Supplemental pulpal anesthesia for mandibular teeth

Thangavel Boopathi 1,, Mathew Sebeena 1, Kailasam Sivakumar 1, Jayakodi Harikaran 1, Kumaravadivel Karthick 1, Aruna Raj 1
PMCID: PMC3722689  PMID: 23946560

Abstract

Clinical pulpal anesthesia is dependent on the interaction of three major factors. (1) the dentist (2) the patient and (3) local anesthesia. Many patients fear endodontic treatment due to a concern about pain. Although pain treatment is well managed in many endodontic patients, there exists a group of patients who do not receive adequate local anesthesia. The purpose of this review article is to discuss the possible reasons for pulpal anesthetic failures and also to focus on the measures for developing effective approaches for the same.

Keywords: Hot tooth, pulpal anesthesia, supplemental anesthesia


Achieving adequate pulpal anesthesia in the mandible can often be a challenge to the clinician. In most cases after the conventional Inferior alveolar nerve block (IANB) injection the onset of pulpal anesthesia usually occurs within 10-15 min.[16] Teeth with irreversible pulpitis demonstrate an eight fold higher rate of local anesthetic failure compared to control teeth with normal vital dental pulp.

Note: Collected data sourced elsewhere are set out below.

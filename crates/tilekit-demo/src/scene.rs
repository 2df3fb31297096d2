use tilekit_engine::coords::{TilePoint, VecRange};
use tilekit_engine::grid::TileGrid;
use tilekit_engine::paint::Color;
use tilekit_engine::render::DrawTarget;

/// Tile colors of the demo scene.
#[derive(Debug, Copy, Clone, PartialEq)]
pub struct Palette {
    pub light: Color,
    pub dark: Color,
    pub marker: Color,
    pub trail: Color,
}

/// Checkerboard with a marker that sweeps the grid row by row, alternating
/// direction, and leaves a fading trail.
pub struct Scene {
    grid: TileGrid,
    path: Vec<TilePoint>,
    palette: Palette,
    trail_len: usize,
}

impl Scene {
    pub fn new(grid: TileGrid, palette: Palette, trail_len: usize) -> Self {
        let path = serpentine_path(grid.shape());
        // a trail as long as the path would paint over the marker
        let trail_len = trail_len.min(path.len().saturating_sub(1));
        Self {
            grid,
            path,
            palette,
            trail_len,
        }
    }

    pub fn grid(&self) -> &TileGrid {
        &self.grid
    }

    /// Marker tile on `frame`; the path loops forever.
    pub fn marker_at(&self, frame: usize) -> TilePoint {
        self.path[frame % self.path.len()]
    }

    pub fn draw<D: DrawTarget + ?Sized>(&self, target: &mut D, frame: usize) {
        let Palette {
            light,
            dark,
            marker,
            trail,
        } = self.palette;
        let pos = self.marker_at(frame);

        // tint the marker's 3x3 neighbourhood, clipped to the grid
        let lo = (pos - 1i32).bound_min(0i32);
        let hi = (pos + 1i32).bound_max(self.grid.shape() - 1i32);

        for tile in self.grid.tiles() {
            let mut color = if (tile.x + tile.y) % 2 == 0 { light } else { dark };
            if tile.in_rect(lo, hi) {
                color = color.lerp(marker, 0.25);
            }
            self.grid.fill_tile(target, tile, color);
        }

        let visible = self.trail_len.min(frame);
        for age in (1..=visible).rev() {
            let fade = age as f32 / (self.trail_len + 1) as f32;
            let color = trail.lerp(light, fade);
            self.grid.fill_tile(target, self.marker_at(frame - age), color);
        }

        self.grid.fill_tile(target, pos, marker);
    }
}

/// Visits every tile once: left to right on even rows, right to left on odd rows.
pub fn serpentine_path(shape: TilePoint) -> Vec<TilePoint> {
    let cols = shape.x.max(0) as usize;
    let rows = shape.y.max(0) as usize;
    let last_col = TilePoint::RIGHT * (shape.x - 1);

    VecRange::new(TilePoint::ZERO, TilePoint::DOWN, rows)
        .flat_map(|row_start| {
            if row_start.y % 2 == 0 {
                VecRange::new(row_start, TilePoint::RIGHT, cols)
            } else {
                VecRange::new(row_start + last_col, TilePoint::LEFT, cols)
            }
        })
        .collect()
}

#[cfg(test)]
mod tests {
    use std::collections::HashSet;

    use tilekit_engine::coords::Vector2;
    use tilekit_engine::grid::TileGridOptions;
    use tilekit_engine::render::ImageTarget;

    use super::*;

    fn palette() -> Palette {
        Palette {
            light: Color::WHITE,
            dark: Color::BLACK,
            marker: Color::RED,
            trail: Color::BLUE,
        }
    }

    fn scene(trail_len: usize) -> (Scene, ImageTarget) {
        let target = ImageTarget::new(80, 40, Color::TRANSPARENT);
        let grid = TileGrid::new(&target, Vector2::new(8, 4), TileGridOptions::default()).unwrap();
        (Scene::new(grid, palette(), trail_len), target)
    }

    fn color_at_tile(scene: &Scene, target: &ImageTarget, tile: TilePoint) -> Option<Color> {
        let origin = scene.grid().tile_origin_px(tile);
        target.pixel(origin.x as u32, origin.y as u32)
    }

    #[test]
    fn serpentine_path_visits_every_tile_once() {
        let path = serpentine_path(Vector2::new(5, 3));
        assert_eq!(path.len(), 15);
        let unique: HashSet<_> = path.iter().copied().collect();
        assert_eq!(unique.len(), 15);
        assert_eq!(path[4], Vector2::new(4, 0));
        assert_eq!(path[5], Vector2::new(4, 1));
        assert_eq!(path[9], Vector2::new(0, 1));
    }

    #[test]
    fn serpentine_path_moves_one_tile_per_step() {
        let path = serpentine_path(Vector2::new(4, 4));
        for pair in path.windows(2) {
            let step = (pair[1] - pair[0]).abs();
            assert_eq!(step.x + step.y, 1, "{} -> {}", pair[0], pair[1]);
        }
    }

    #[test]
    fn marker_loops_over_the_path() {
        let (scene, _) = scene(0);
        assert_eq!(scene.marker_at(0), Vector2::new(0, 0));
        assert_eq!(scene.marker_at(32), Vector2::new(0, 0));
        assert_eq!(scene.marker_at(8), Vector2::new(7, 1));
    }

    #[test]
    fn draw_paints_marker_and_trail() {
        let (scene, mut target) = scene(2);
        scene.draw(&mut target, 3);

        assert_eq!(color_at_tile(&scene, &target, Vector2::new(3, 0)), Some(Color::RED));
        let trail = color_at_tile(&scene, &target, Vector2::new(2, 0)).unwrap();
        assert_ne!(trail, Color::WHITE);
        assert_ne!(trail, Color::BLACK);
        // far from the marker: plain checkerboard
        assert_eq!(color_at_tile(&scene, &target, Vector2::new(7, 3)), Some(Color::WHITE));
        assert_eq!(color_at_tile(&scene, &target, Vector2::new(6, 3)), Some(Color::BLACK));
    }

    #[test]
    fn neighbourhood_is_tinted() {
        let (scene, mut target) = scene(0);
        scene.draw(&mut target, 0);
        let tinted = color_at_tile(&scene, &target, Vector2::new(1, 1)).unwrap();
        assert_eq!(tinted, Color::WHITE.lerp(Color::RED, 0.25));
    }

    #[test]
    fn trail_is_capped_below_path_length() {
        let target = ImageTarget::new(10, 10, Color::BLACK);
        let grid = TileGrid::new(&target, Vector2::new(1, 2), TileGridOptions::default()).unwrap();
        let scene = Scene::new(grid, palette(), 10);
        assert_eq!(scene.trail_len, 1);
    }
}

Supplemental injections with different techniques and/or types of anesthesia are frequently required in patients with irreversible pulpitis, primarily because pulpal anesthesia resulting from an initial injection is often inadequate for the completion of endodontic procedure.[79]

The purpose of this article is to focus on the failures of pulpal anesthesia and the measurement for achieving adequate anesthesia in endodontic.

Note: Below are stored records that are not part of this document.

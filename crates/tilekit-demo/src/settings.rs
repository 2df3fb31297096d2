use std::path::{Path, PathBuf};

use anyhow::{Context, Result};
use config::builder::DefaultState;
use config::{Config, ConfigBuilder, ConfigError, Environment, File, FileFormat};
use serde::Deserialize;
use tilekit_engine::coords::Vector2;
use tilekit_engine::grid::TileGridOptions;
use tilekit_engine::paint::Color;

use crate::scene::Palette;

/// Environment variables starting with this prefix override file values,
/// e.g. `TILEKIT_FPS=60` or `TILEKIT_SHAPE__X=20`.
const ENV_PREFIX: &str = "TILEKIT";

/// Demo configuration.
///
/// Every field is optional in the TOML file; missing fields keep their defaults.
#[derive(Debug, Clone, PartialEq, Deserialize)]
#[serde(default)]
pub struct DemoConfig {
    /// Output image size in pixels.
    pub surface: Vector2<u32>,
    /// Grid size in tiles.
    pub shape: Vector2<i32>,
    pub border_pad: Vector2<i32>,
    pub anchor_offset: Vector2<i32>,
    pub force_square: bool,
    pub force_integer_size: bool,

    pub fps: u32,
    pub frames: usize,
    /// Save every n-th frame; 0 saves only the final frame.
    pub save_every: usize,
    pub output_dir: PathBuf,
    /// Number of previous marker positions drawn behind it.
    pub trail_len: usize,

    pub background: Color,
    pub light: Color,
    pub dark: Color,
    pub marker: Color,
    pub trail: Color,

    /// `env_logger` filter; falls back to `RUST_LOG`.
    pub log_filter: Option<String>,
}

impl Default for DemoConfig {
    fn default() -> Self {
        Self {
            surface: Vector2::new(640, 480),
            shape: Vector2::new(16, 12),
            border_pad: Vector2::new(8, 8),
            anchor_offset: Vector2::ZERO,
            force_square: true,
            force_integer_size: false,

            fps: 30,
            frames: 90,
            save_every: 0,
            output_dir: PathBuf::from("frames"),
            trail_len: 6,

            background: Color::from_rgb_hex(0x1e_1e_2e),
            light: Color::from_rgb_hex(0xcd_d6_f4),
            dark: Color::from_rgb_hex(0x58_5b_70),
            marker: Color::from_rgb_hex(0xf3_8b_a8),
            trail: Color::from_rgb_hex(0xfa_b3_87),

            log_filter: None,
        }
    }
}

impl DemoConfig {
    /// Loads defaults, then `path` (TOML) if given, then `TILEKIT_*` variables.
    pub fn load(path: Option<&Path>) -> Result<Self> {
        let mut builder = Config::builder();
        if let Some(path) = path {
            builder = builder.add_source(File::from(path).format(FileFormat::Toml).required(true));
        }
        builder = builder.add_source(
            Environment::with_prefix(ENV_PREFIX)
                .prefix_separator("_")
                .separator("__")
                .try_parsing(true),
        );

        Self::from_builder(builder).with_context(|| match path {
            Some(path) => format!("failed to load demo config from {}", path.display()),
            None => "failed to load demo config from the environment".to_string(),
        })
    }

    fn from_builder(builder: ConfigBuilder<DefaultState>) -> Result<Self, ConfigError> {
        builder.build()?.try_deserialize()
    }

    pub fn grid_options(&self) -> TileGridOptions {
        TileGridOptions::default()
            .border_pad(self.border_pad)
            .anchor_offset(self.anchor_offset)
            .force_square(self.force_square)
            .force_integer_size(self.force_integer_size)
    }

    pub fn palette(&self) -> Palette {
        Palette {
            light: self.light,
            dark: self.dark,
            marker: self.marker,
            trail: self.trail,
        }
    }
}

#[cfg(test)]
mod tests {
    use super::*;

    fn parse(toml: &str) -> DemoConfig {
        let builder = Config::builder().add_source(File::from_str(toml, FileFormat::Toml));
        DemoConfig::from_builder(builder).unwrap()
    }

    #[test]
    fn empty_file_keeps_defaults() {
        assert_eq!(parse(""), DemoConfig::default());
    }

    #[test]
    fn file_values_override_defaults() {
        let config = parse(
            r#"
            fps = 60
            frames = 10
            save_every = 5
            output_dir = "out"
            surface = { x = 320, y = 200 }
            shape = { x = 8, y = 5 }
            force_square = false
            marker = { r = 255, g = 0, b = 0 }
            "#,
        );
        assert_eq!(config.fps, 60);
        assert_eq!(config.frames, 10);
        assert_eq!(config.save_every, 5);
        assert_eq!(config.output_dir, PathBuf::from("out"));
        assert_eq!(config.surface, Vector2::new(320, 200));
        assert_eq!(config.shape, Vector2::new(8, 5));
        assert!(!config.force_square);
        assert_eq!(config.marker, Color::RED);
        assert_eq!(config.trail_len, DemoConfig::default().trail_len);
    }

    #[test]
    fn grid_options_mirror_config() {
        let config = DemoConfig {
            border_pad: Vector2::new(3, 4),
            force_integer_size: true,
            ..DemoConfig::default()
        };
        let options = config.grid_options();
        assert_eq!(options.border_pad, Vector2::new(3, 4));
        assert!(options.force_square);
        assert!(options.force_integer_size);
    }

    #[test]
    fn malformed_values_are_rejected() {
        let builder =
            Config::builder().add_source(File::from_str("fps = \"fast\"", FileFormat::Toml));
        assert!(DemoConfig::from_builder(builder).is_err());
    }
}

Reasons for Low Success Rate of Inferior Alveolar Mandibular Block

Accessory innervation

Mylohyoid nerve is the accessory nerve most often cited as a cause for failure with mandibular anesthesia. When the IANB is compared to a combination injection of IANB plus the mylohyoid nerve block, the mylohyoid injection did not significantly enhance the pulp anesthesia of IANB.[10]

Cross innervation

Cross innervation from the contra-lateral inferior alveolar nerve has been implicated in failure to achieve anesthesia in anterior teeth after IANB. Experimentally, cross innervations occurs in incisors but play a very small role in failure with IANB.[11,12]

Needle deflection

Needle deflection has also be theorized as a cause for failure with IANB.[13,14] In asymptomatic subjects it was found that the orientation of needle bevel, for an IANB did not affect anesthetic success or failure.

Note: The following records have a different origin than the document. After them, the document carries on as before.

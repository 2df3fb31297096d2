//! Paint model shared between the grid and render targets.
//!
//! Colors are straight-alpha sRGB bytes, the format CPU surfaces store.

pub mod color;

pub use color::Color;
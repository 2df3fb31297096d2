use core::ops::{
    Add, AddAssign, Div, DivAssign, Index, IndexMut, Mul, MulAssign, Neg, Sub, SubAssign,
};
use std::fmt;

use num_traits::{AsPrimitive, One, Zero};
#[cfg(feature = "serde")]
use serde::{Deserialize, Serialize};

use super::{ComponentIndexError, Scalar};

/// 2-component vector used for tile coordinates, pixel positions and sizes.
///
/// Arithmetic is component-wise and accepts either another vector or a scalar,
/// which is broadcast to both components. The relational comparisons
/// (`all_lt`, `all_le`, `all_gt`, `all_ge`) are conjunctive: `a.all_lt(b)` holds
/// only when `a.x < b.x` and `a.y < b.y`. That is not a total or lexicographic
/// order, which is why `Vector2` does not implement `PartialOrd`.
#[derive(Debug, Copy, Clone, Default, PartialEq, Eq, Hash)]
#[cfg_attr(feature = "serde", derive(Serialize, Deserialize))]
pub struct Vector2<T> {
    pub x: T,
    pub y: T,
}

impl<T> Vector2<T> {
    #[inline]
    pub const fn new(x: T, y: T) -> Self {
        Self { x, y }
    }

    #[inline]
    pub fn splat(v: T) -> Self
    where
        T: Copy,
    {
        Self { x: v, y: v }
    }

    #[inline]
    pub fn into_tuple(self) -> (T, T) {
        (self.x, self.y)
    }

    #[inline]
    pub fn to_array(self) -> [T; 2] {
        [self.x, self.y]
    }

    /// Returns component `index` (0 is x, 1 is y).
    pub fn get(&self, index: usize) -> Result<T, ComponentIndexError>
    where
        T: Copy,
    {
        match index {
            0 => Ok(self.x),
            1 => Ok(self.y),
            _ => Err(ComponentIndexError { index }),
        }
    }

    /// Overwrites component `index` in place.
    pub fn set(&mut self, index: usize, value: T) -> Result<(), ComponentIndexError> {
        match index {
            0 => self.x = value,
            1 => self.y = value,
            _ => return Err(ComponentIndexError { index }),
        }
        Ok(())
    }

    /// Yields x then y. Each call starts a fresh pass.
    #[inline]
    pub fn iter(&self) -> core::array::IntoIter<T, 2>
    where
        T: Copy,
    {
        [self.x, self.y].into_iter()
    }

    #[inline]
    pub fn map<U>(self, mut f: impl FnMut(T) -> U) -> Vector2<U> {
        Vector2::new(f(self.x), f(self.y))
    }

    #[inline]
    pub fn zip_map<U, R>(self, other: Vector2<U>, mut f: impl FnMut(T, U) -> R) -> Vector2<R> {
        Vector2::new(f(self.x, other.x), f(self.y, other.y))
    }
}

impl<T: Zero> Vector2<T> {
    #[inline]
    pub fn zero() -> Self {
        Self::new(T::zero(), T::zero())
    }
}

impl<T: One> Vector2<T> {
    #[inline]
    pub fn one() -> Self {
        Self::new(T::one(), T::one())
    }
}

impl Vector2<i32> {
    pub const ZERO: Self = Self::new(0, 0);
    pub const ONE: Self = Self::new(1, 1);

    pub const DOWN: Self = Self::new(0, 1);
    pub const UP: Self = Self::new(0, -1);
    pub const LEFT: Self = Self::new(-1, 0);
    pub const RIGHT: Self = Self::new(1, 0);
}

// ── comparisons ───────────────────────────────────────────────────────────

impl<T: PartialOrd> Vector2<T> {
    #[inline]
    pub fn all_lt(&self, rhs: impl Into<Vector2<T>>) -> bool {
        let rhs: Vector2<T> = rhs.into();
        self.x < rhs.x && self.y < rhs.y
    }

    #[inline]
    pub fn all_le(&self, rhs: impl Into<Vector2<T>>) -> bool {
        let rhs: Vector2<T> = rhs.into();
        self.x <= rhs.x && self.y <= rhs.y
    }

    #[inline]
    pub fn all_gt(&self, rhs: impl Into<Vector2<T>>) -> bool {
        let rhs: Vector2<T> = rhs.into();
        self.x > rhs.x && self.y > rhs.y
    }

    #[inline]
    pub fn all_ge(&self, rhs: impl Into<Vector2<T>>) -> bool {
        let rhs: Vector2<T> = rhs.into();
        self.x >= rhs.x && self.y >= rhs.y
    }

    /// Smaller component. Ties return `x`.
    #[inline]
    pub fn min(self) -> T {
        if self.x <= self.y { self.x } else { self.y }
    }

    /// Larger component. Ties return `x`; `y` wins only when strictly larger.
    #[inline]
    pub fn max(self) -> T {
        if self.x < self.y { self.y } else { self.x }
    }
}

#[inline]
fn lesser<T: PartialOrd>(a: T, b: T) -> T {
    if b < a { b } else { a }
}

#[inline]
fn greater<T: PartialOrd>(a: T, b: T) -> T {
    if b > a { b } else { a }
}

impl<T: PartialOrd + Copy> Vector2<T> {
    /// Component-wise `(min, max)` of two vectors.
    #[inline]
    pub fn minmax(a: Vector2<T>, b: Vector2<T>) -> (Vector2<T>, Vector2<T>) {
        (
            Vector2::new(lesser(a.x, b.x), lesser(a.y, b.y)),
            Vector2::new(greater(a.x, b.x), greater(a.y, b.y)),
        )
    }

    /// Whether `self` lies in the closed box spanned by two opposite corners,
    /// given in either order.
    pub fn in_rect(&self, corner_1: Vector2<T>, corner_2: Vector2<T>) -> bool {
        let (lo, hi) = Vector2::minmax(corner_1, corner_2);
        self.all_ge(lo) && self.all_le(hi)
    }

    /// Clamps each component against optional lower and upper bounds.
    ///
    /// Either bound may be a vector or a scalar. The lower bound is applied
    /// first, so an inverted pair resolves to `max`.
    pub fn bound<L, U>(self, min: Option<L>, max: Option<U>) -> Self
    where
        L: Into<Vector2<T>>,
        U: Into<Vector2<T>>,
    {
        let mut ret = self;
        if let Some(min) = min {
            ret = ret.bound_min(min);
        }
        if let Some(max) = max {
            ret = ret.bound_max(max);
        }
        ret
    }

    #[inline]
    pub fn bound_min(self, min: impl Into<Vector2<T>>) -> Self {
        let min: Vector2<T> = min.into();
        Vector2::new(greater(self.x, min.x), greater(self.y, min.y))
    }

    #[inline]
    pub fn bound_max(self, max: impl Into<Vector2<T>>) -> Self {
        let max: Vector2<T> = max.into();
        Vector2::new(lesser(self.x, max.x), lesser(self.y, max.y))
    }
}

// ── rounding and conversion ───────────────────────────────────────────────

impl<T: Scalar> Vector2<T> {
    #[inline]
    pub fn abs(self) -> Self {
        self.map(Scalar::abs)
    }

    #[inline]
    pub fn floor(self) -> Self {
        self.map(Scalar::floor)
    }

    #[inline]
    pub fn ceil(self) -> Self {
        self.map(Scalar::ceil)
    }

    /// Component-wise division rounded toward negative infinity.
    #[inline]
    pub fn floor_div(self, rhs: impl Into<Vector2<T>>) -> Self {
        let rhs: Vector2<T> = rhs.into();
        self.zip_map(rhs, Scalar::floor_div)
    }
}

impl<T: Copy + 'static> Vector2<T> {
    /// Converts both components with `as` semantics: float to integer truncates
    /// toward zero and saturates at the target's range.
    #[inline]
    pub fn astype<U>(self) -> Vector2<U>
    where
        T: AsPrimitive<U>,
        U: Copy + 'static,
    {
        Vector2::new(self.x.as_(), self.y.as_())
    }
}

// ── conversions ───────────────────────────────────────────────────────────

impl<T: Copy> From<T> for Vector2<T> {
    #[inline]
    fn from(v: T) -> Self {
        Self::splat(v)
    }
}

impl<T> From<(T, T)> for Vector2<T> {
    #[inline]
    fn from((x, y): (T, T)) -> Self {
        Self::new(x, y)
    }
}

impl<T> From<[T; 2]> for Vector2<T> {
    #[inline]
    fn from([x, y]: [T; 2]) -> Self {
        Self::new(x, y)
    }
}

impl<T> IntoIterator for Vector2<T> {
    type Item = T;
    type IntoIter = core::array::IntoIter<T, 2>;

    #[inline]
    fn into_iter(self) -> Self::IntoIter {
        [self.x, self.y].into_iter()
    }
}

impl<T> Index<usize> for Vector2<T> {
    type Output = T;

    fn index(&self, index: usize) -> &T {
        match index {
            0 => &self.x,
            1 => &self.y,
            _ => panic!("{}", ComponentIndexError { index }),
        }
    }
}

impl<T> IndexMut<usize> for Vector2<T> {
    fn index_mut(&mut self, index: usize) -> &mut T {
        match index {
            0 => &mut self.x,
            1 => &mut self.y,
            _ => panic!("{}", ComponentIndexError { index }),
        }
    }
}

impl<T: fmt::Display> fmt::Display for Vector2<T> {
    fn fmt(&self, f: &mut fmt::Formatter<'_>) -> fmt::Result {
        write!(f, "({}, {})", self.x, self.y)
    }
}

// ── arithmetic ────────────────────────────────────────────────────────────

macro_rules! impl_binary_op {
    ($Op:ident, $op:ident, $OpAssign:ident, $op_assign:ident) => {
        impl<T: $Op<Output = T>> $Op for Vector2<T> {
            type Output = Vector2<T>;
            #[inline]
            fn $op(self, rhs: Vector2<T>) -> Vector2<T> {
                Vector2::new(self.x.$op(rhs.x), self.y.$op(rhs.y))
            }
        }

        impl<T: $Op<Output = T> + Copy> $Op<T> for Vector2<T> {
            type Output = Vector2<T>;
            #[inline]
            fn $op(self, rhs: T) -> Vector2<T> {
                Vector2::new(self.x.$op(rhs), self.y.$op(rhs))
            }
        }

        impl<T: $OpAssign> $OpAssign for Vector2<T> {
            #[inline]
            fn $op_assign(&mut self, rhs: Vector2<T>) {
                self.x.$op_assign(rhs.x);
                self.y.$op_assign(rhs.y);
            }
        }

        impl<T: $OpAssign + Copy> $OpAssign<T> for Vector2<T> {
            #[inline]
            fn $op_assign(&mut self, rhs: T) {
                self.x.$op_assign(rhs);
                self.y.$op_assign(rhs);
            }
        }
    };
}

impl_binary_op!(Add, add, AddAssign, add_assign);
impl_binary_op!(Sub, sub, SubAssign, sub_assign);
impl_binary_op!(Mul, mul, MulAssign, mul_assign);
impl_binary_op!(Div, div, DivAssign, div_assign);

impl<T: Neg<Output = T>> Neg for Vector2<T> {
    type Output = Vector2<T>;
    #[inline]
    fn neg(self) -> Vector2<T> {
        Vector2::new(-self.x, -self.y)
    }
}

Inaccurate IANB: It has been theorized that the lack of accurate IANB causes failure. Studies using ultrasound[15] and radiographs[16,17] to accurately locate the inferior alveolar neurovascular bundle or mandibular foramen revealed accurate needle location did not guarantee successful pulpal anesthesia.

Reasons for Pulpal Anesthetic Failure after IANB

The central core theory

This theory states that the nerve on the outside of the nerve bundle supply molar teeth while the nerve and the inner supply the anterior teeth.[18]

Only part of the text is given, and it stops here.